▸ Task item: Set down every record once more, exactly as given.

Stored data

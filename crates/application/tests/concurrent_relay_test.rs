//! 并发中继测试
//!
//! 使用基于通道的句柄模拟真实连接，验证并发连接、订阅与广播下的数据一致性。

use std::sync::Arc;
use std::time::Duration;

use application::{Relay, RelayPolicy};
use domain::{CloseReason, ConnectionHandle, ConnectionId, DeliveryError, Topic, UserId};
use tokio::sync::mpsc;
use tokio::time::sleep;

/// 测试用连接：把推送的帧写进有界通道
struct ChannelHandle {
    connection_id: ConnectionId,
    tx: mpsc::Sender<String>,
}

impl ChannelHandle {
    fn pair(capacity: usize) -> (Arc<Self>, mpsc::Receiver<String>) {
        let (tx, rx) = mpsc::channel(capacity);
        let handle = Arc::new(Self {
            connection_id: ConnectionId::new(),
            tx,
        });
        (handle, rx)
    }
}

impl ConnectionHandle for ChannelHandle {
    fn connection_id(&self) -> ConnectionId {
        self.connection_id
    }

    fn send(&self, payload: String) -> Result<(), DeliveryError> {
        self.tx.try_send(payload).map_err(|err| match err {
            mpsc::error::TrySendError::Full(_) => DeliveryError::Backpressure,
            mpsc::error::TrySendError::Closed(_) => DeliveryError::Closed,
        })
    }

    fn close(&self, _reason: CloseReason) {}
}

fn user(id: &str) -> UserId {
    UserId::parse(id).unwrap()
}

fn topic(name: &str) -> Topic {
    Topic::parse(name).unwrap()
}

/// 订阅者 A 收到一次广播，未订阅的 C 什么也收不到
#[tokio::test]
async fn test_broadcast_scenario() {
    let relay = Relay::default();
    let (alice, mut alice_rx) = ChannelHandle::pair(8);
    let (bob, _bob_rx) = ChannelHandle::pair(8);
    let (carol, mut carol_rx) = ChannelHandle::pair(8);

    relay.connect(user("alice"), alice).await.unwrap();
    relay.connect(user("bob"), bob).await.unwrap();
    relay.connect(user("carol"), carol).await.unwrap();
    relay.subscribe(user("alice"), topic("general")).await;

    let report = relay.broadcast(&topic("general"), "hi").await;
    assert_eq!(report.delivered, 1);

    assert_eq!(alice_rx.try_recv().unwrap(), "hi");
    assert!(alice_rx.try_recv().is_err());
    assert!(carol_rx.try_recv().is_err());
}

/// 接收方的通道已关闭或已满，都只影响它自己
#[tokio::test]
async fn test_broadcast_survives_dead_and_slow_recipients() {
    let relay = Relay::default();
    let (alive, mut alive_rx) = ChannelHandle::pair(8);
    let (dead, dead_rx) = ChannelHandle::pair(8);
    let (slow, _slow_rx) = ChannelHandle::pair(1);
    drop(dead_rx);

    relay.connect(user("alive"), alive).await.unwrap();
    relay.connect(user("dead"), dead).await.unwrap();
    relay.connect(user("slow"), slow.clone()).await.unwrap();
    slow.send("backlog".to_string()).unwrap();

    for name in ["alive", "dead", "slow"] {
        relay.subscribe(user(name), topic("general")).await;
    }

    let report = relay.broadcast(&topic("general"), "hi").await;
    assert_eq!(report.delivered, 1);
    assert_eq!(report.failed, 2);
    assert_eq!(alive_rx.recv().await.unwrap(), "hi");
}

/// 按顺序执行连接/断开，查询结果总是最近一次未被注销的连接
#[tokio::test]
async fn test_lookup_tracks_latest_connection() {
    let relay = Relay::default();

    for round in 0..10 {
        let (handle, _rx) = ChannelHandle::pair(1);
        let connection_id = handle.connection_id();
        relay.connect(user("alice"), handle).await.unwrap();

        let current = relay.lookup(&user("alice")).await.map(|h| h.connection_id());
        assert_eq!(current, Some(connection_id));

        if round % 3 == 2 {
            relay.disconnect(&user("alice")).await;
            assert!(relay.lookup(&user("alice")).await.is_none());
        }
    }
}

/// 并发连接、订阅和广播不会丢失成员，也不会死锁
#[tokio::test(flavor = "multi_thread", worker_threads = 4)]
async fn test_concurrent_connect_subscribe_broadcast() {
    let relay = Arc::new(Relay::new(RelayPolicy::default()));
    let mut receivers = Vec::new();

    let tasks: Vec<_> = (0..20)
        .map(|i| {
            let relay = relay.clone();
            let (handle, rx) = ChannelHandle::pair(64);
            receivers.push(rx);
            tokio::spawn(async move {
                sleep(Duration::from_millis(i as u64 % 5)).await;
                let id = user(&format!("user-{i}"));
                relay.connect(id.clone(), handle).await.unwrap();
                relay.subscribe(id, topic("general")).await;
            })
        })
        .collect();

    let broadcaster = {
        let relay = relay.clone();
        tokio::spawn(async move {
            for _ in 0..10 {
                relay.broadcast(&topic("general"), "tick").await;
                sleep(Duration::from_millis(1)).await;
            }
        })
    };

    for task in tasks {
        task.await.unwrap();
    }
    broadcaster.await.unwrap();

    let stats = relay.stats().await;
    assert_eq!(stats.online_users, 20);
    assert_eq!(relay.subscribers_of(&topic("general")).await.len(), 20);

    let report = relay.broadcast(&topic("general"), "final").await;
    assert_eq!(report.delivered, 20);

    for mut rx in receivers {
        let mut last = None;
        while let Ok(frame) = rx.try_recv() {
            last = Some(frame);
        }
        assert_eq!(last.as_deref(), Some("final"));
    }
}

/// 旧连接注销与同一用户的重连、重新订阅交错执行，新订阅始终保留
#[tokio::test(flavor = "multi_thread", worker_threads = 2)]
async fn test_reconnect_during_release_keeps_new_subscription() {
    for round in 0..64 {
        let relay = Arc::new(Relay::default());
        let (old, _old_rx) = ChannelHandle::pair(8);
        let old_id = old.connection_id();
        relay.connect(user("alice"), old).await.unwrap();
        relay.subscribe(user("alice"), topic("general")).await;

        let releasing = {
            let relay = relay.clone();
            tokio::spawn(async move {
                for _ in 0..round {
                    tokio::task::yield_now().await;
                }
                relay.release(&user("alice"), old_id).await
            })
        };

        let reconnecting = {
            let relay = relay.clone();
            tokio::spawn(async move {
                while relay.is_online(&user("alice")).await {
                    tokio::task::yield_now().await;
                }
                let (new, new_rx) = ChannelHandle::pair(8);
                relay.connect(user("alice"), new).await.unwrap();
                relay.subscribe(user("alice"), topic("general")).await;
                new_rx
            })
        };

        assert!(releasing.await.unwrap());
        let mut new_rx = reconnecting.await.unwrap();

        assert_eq!(
            relay.subscribers_of(&topic("general")).await,
            vec![user("alice")],
            "round {round}"
        );
        let report = relay.broadcast(&topic("general"), "hi").await;
        assert_eq!(report.delivered, 1, "round {round}");
        assert_eq!(new_rx.recv().await.unwrap(), "hi");
    }
}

▸ Exercise solution:
filename crates/application/tests/concurrent_relay_test.rs
//! 并发中继测试
//!
//! 使用基于通道的句柄模拟真实连接，验证并发连接、订阅与广播下的数据一致性。

use std::sync::Arc;
use std::time::Duration;

use application::{Relay, RelayPolicy};
use domain::{CloseReason, ConnectionHandle, ConnectionId, DeliveryError, Topic, UserId};
use tokio::sync::mpsc;
use tokio::time::sleep;

/// 测试用连接：把推送的帧写进有界通道
struct ChannelHandle {
    connection_id: ConnectionId,
    tx: mpsc::Sender<String>,
}

impl ChannelHandle {
    fn pair(capacity: usize) -> (Arc<Self>, mpsc::Receiver<String>) {
        let (tx, rx) = mpsc::channel(capacity);
        let handle = Arc::new(Self {
            connection_id: ConnectionId::new(),
            tx,
        });
        (handle, rx)
    }
}

impl ConnectionHandle for ChannelHandle {
    fn connection_id(&self) -> ConnectionId {
        self.connection_id
    }

    fn send(&self, payload: String) -> Result<(), DeliveryError> {
        self.tx.try_send(payload).map_err(|err| match err {
            mpsc::error::TrySendError::Full(_) => DeliveryError::Backpressure,
            mpsc::error::TrySendError::Closed(_) => DeliveryError::Closed,
        })
    }

    fn close(&self, _reason: CloseReason) {}
}

fn user(id: &str) -> UserId {
    UserId::parse(id).unwrap()
}

fn topic(name: &str) -> Topic {
    Topic::parse(name).unwrap()
}

/// 订阅者 A 收到一次广播，未订阅的 C 什么也收不到
#[tokio::test]
async fn test_broadcast_scenario() {
    let relay = Relay::default();
    let (alice, mut alice_rx) = ChannelHandle::pair(8);
    let (bob, _bob_rx) = ChannelHandle::pair(8);
    let (carol, mut carol_rx) = ChannelHandle::pair(8);

    relay.connect(user("alice"), alice).await.unwrap();
    relay.connect(user("bob"), bob).await.unwrap();
    relay.connect(user("carol"), carol).await.unwrap();
    relay.subscribe(user("alice"), topic("general")).await;

    let report = relay.broadcast(&topic("general"), "hi").await;
    assert_eq!(report.delivered, 1);

    assert_eq!(alice_rx.try_recv().unwrap(), "hi");
    assert!(alice_rx.try_recv().is_err());
    assert!(carol_rx.try_recv().is_err());
}

/// 接收方的通道已关闭或已满，都只影响它自己
#[tokio::test]
async fn test_broadcast_survives_dead_and_slow_recipients() {
    let relay = Relay::default();
    let (alive, mut alive_rx) = ChannelHandle::pair(8);
    let (dead, dead_rx) = ChannelHandle::pair(8);
    let (slow, _slow_rx) = ChannelHandle::pair(1);
    drop(dead_rx);

    relay.connect(user("alive"), alive).await.unwrap();
    relay.connect(user("dead"), dead).await.unwrap();
    relay.connect(user("slow"), slow.clone()).await.unwrap();
    slow.send("backlog".to_string()).unwrap();

    for name in ["alive", "dead", "slow"] {
        relay.subscribe(user(name), topic("general")).await;
    }

    let report = relay.broadcast(&topic("general"), "hi").await;
    assert_eq!(report.delivered, 1);
    assert_eq!(report.failed, 2);
    assert_eq!(alive_rx.recv().await.unwrap(), "hi");
}

/// 按顺序执行连接/断开，查询结果总是最近一次未被注销的连接
#[tokio::test]
async fn test_lookup_tracks_latest_connection() {
    let relay = Relay::default();

    for round in 0..10 {
        let (handle, _rx) = ChannelHandle::pair(1);
        let connection_id = handle.connection_id();
        relay.connect(user("alice"), handle).await.unwrap();

        let current = relay.lookup(&user("alice")).await.map(|h| h.connection_id());
        assert_eq!(current, Some(connection_id));

        if round % 3 == 2 {
            relay.disconnect(&user("alice")).await;
            assert!(relay.lookup(&user("alice")).await.is_none());
        }
    }
}

/// 并发连接、订阅和广播不会丢失成员，也不会死锁
#[tokio::test(flavor = "multi_thread", worker_threads = 4)]
async fn test_concurrent_connect_subscribe_broadcast() {
    let relay = Arc::new(Relay::new(RelayPolicy::default()));
    let mut receivers = Vec::new();

    let tasks: Vec<_> = (0..20)
        .map(|i| {
            let relay = relay.clone();
            let (handle, rx) = ChannelHandle::pair(64);
            receivers.push(rx);
            tokio::spawn(async move {
                sleep(Duration::from_millis(i as u64 % 5)).await;
                let id = user(&format!("user-{i}"));
                relay.connect(id.clone(), handle).await.unwrap();
                relay.subscribe(id, topic("general")).await;
            })
        })
        .collect();

    let broadcaster = {
        let relay = relay.clone();
        tokio::spawn(async move {
            for _ in 0..10 {
                relay.broadcast(&topic("general"), "tick").await;
                sleep(Duration::from_millis(1)).await;
            }
        })
    };

    for task in tasks {
        task.await.unwrap();
    }
    broadcaster.await.unwrap();

    let stats = relay.stats().await;
    assert_eq!(stats.online_users, 20);
    assert_eq!(relay.subscribers_of(&topic("general")).await.len(), 20);

    let report = relay.broadcast(&topic("general"), "final").await;
    assert_eq!(report.delivered, 20);

    for mut rx in receivers {
        let mut last = None;
        while let Ok(frame) = rx.try_recv() {
            last = Some(frame);
        }
        assert_eq!(last.as_deref(), Some("final"));
    }
}

/// 旧连接注销与同一用户的重连、重新订阅交错执行，新订阅始终保留
#[tokio::test(flavor = "multi_thread", worker_threads = 2)]
async fn test_reconnect_during_release_keeps_new_subscription() {
    for round in 0..64 {
        let relay = Arc::new(Relay::default());
        let (old, _old_rx) = ChannelHandle::pair(8);
        let old_id = old.connection_id();
        relay.connect(user("alice"), old).await.unwrap();
        relay.subscribe(user("alice"), topic("general")).await;

        let releasing = {
            let relay = relay.clone();
            tokio::spawn(async move {
                for _ in 0..round {
                    tokio::task::yield_now().await;
                }
                relay.release(&user("alice"), old_id).await
            })
        };

        let reconnecting = {
            let relay = relay.clone();
            tokio::spawn(async move {
                while relay.is_online(&user("alice")).await {
                    tokio::task::yield_now().await;
                }
                let (new, new_rx) = ChannelHandle::pair(8);
                relay.connect(user("alice"), new).await.unwrap();
                relay.subscribe(user("alice"), topic("general")).await;
                new_rx
            })
        };

        assert!(releasing.await.unwrap());
        let mut new_rx = reconnecting.await.unwrap();

        assert_eq!(
            relay.subscribers_of(&topic("general")).await,
            vec![user("alice")],
            "round {round}"
        );
        let report = relay.broadcast(&topic("general"), "hi").await;
        assert_eq!(report.delivered, 1, "round {round}");
        assert_eq!(new_rx.recv().await.unwrap(), "hi");
    }
}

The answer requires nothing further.